Certains changements, comme des structures et du mobilier en acier inoxydable (au lieu du bois, très périssable), montrent que des leçons ont été tirées.
"Avec le changement climatique, cela va se produire de plus en plus souvent. Cela nous effraie beaucoup, mais nous travaillons pour être mieux préparés", raconte Nadja Melo, 45 ans.
Recommencer
S'adapter reste toutefois un défi considérable.
Dans le quartier de Sarandi, l'un des plus meurtris, des dizaines de familles ont reçu l'ordre de partir. Leurs maisons sont en zone à risque et entravent les travaux destinés à renforcer les digues.
C'est le cas de Claudir Poli, un ancien ouvrier de 42 ans équipé de prothèses aux jambes et qui se déplace avec des béquilles.

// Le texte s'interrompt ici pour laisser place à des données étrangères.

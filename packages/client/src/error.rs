//! Error types for the client.

use thiserror::Error;

/// Client-specific errors
#[derive(Debug, Clone, PartialEq, Eq, Error)]
pub enum ClientError {
    /// The server rejected the token
    #[error("Token rejected by the server")]
    Unauthorized,

    /// The user already holds a session and the server allows only one
    #[error("User '{0}' is already connected")]
    DuplicateSession(String),

    /// The server is at its connection limit
    #[error("Server is full")]
    ServerFull,

    /// Connection error
    #[error("Connection error: {0}")]
    ConnectionError(String),
}

/// Errors from parsing a line typed at the prompt
#[derive(Debug, Clone, PartialEq, Eq, Error)]
pub enum CommandError {
    #[error("Unknown command '/{0}' (try /help)")]
    UnknownCommand(String),

    #[error("Usage: {0}")]
    Usage(&'static str),

    #[error("'{0}' is not a sequence number")]
    InvalidSequence(String),
}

Il doit quitter son logement précaire, où il vit avec son épouse et ses trois jeunes enfants. Mais pour lui les fonds d'aide sont insuffisants et le processus d'achat d'une nouvelle maison est laborieux.
"Il est très difficile de recommencer", lâche-t-il en observant les montagnes de décombres des maisons déjà démolies.
"Villes éponges"
L'experte Mimi Feltrin propose de réformer le système de retenue d'eau, en s'inspirant de solutions appliquées avec succès à New York et aux Pays-Bas.
"Il est important d'avoir des vannes, mais aussi des espaces verts conçus pour absorber l'eau", détaille la chercheuse, évoquant l'idée de "villes éponges".
Et surtout, à ses yeux, il est urgent d'avoir un plan d'urgence climatique pour le Rio Grande do Sul qui implique tous les échelons, ville, Etat et gouvernement fédéral. Pour éviter une nouvelle tragédie.
La publication de ce reportage coïncide avec le "89 Percent Project" de l'initiative Covering Climate Now, qui vise à souligner qu'une large majorité dans le monde souhaite davantage d'action climatique.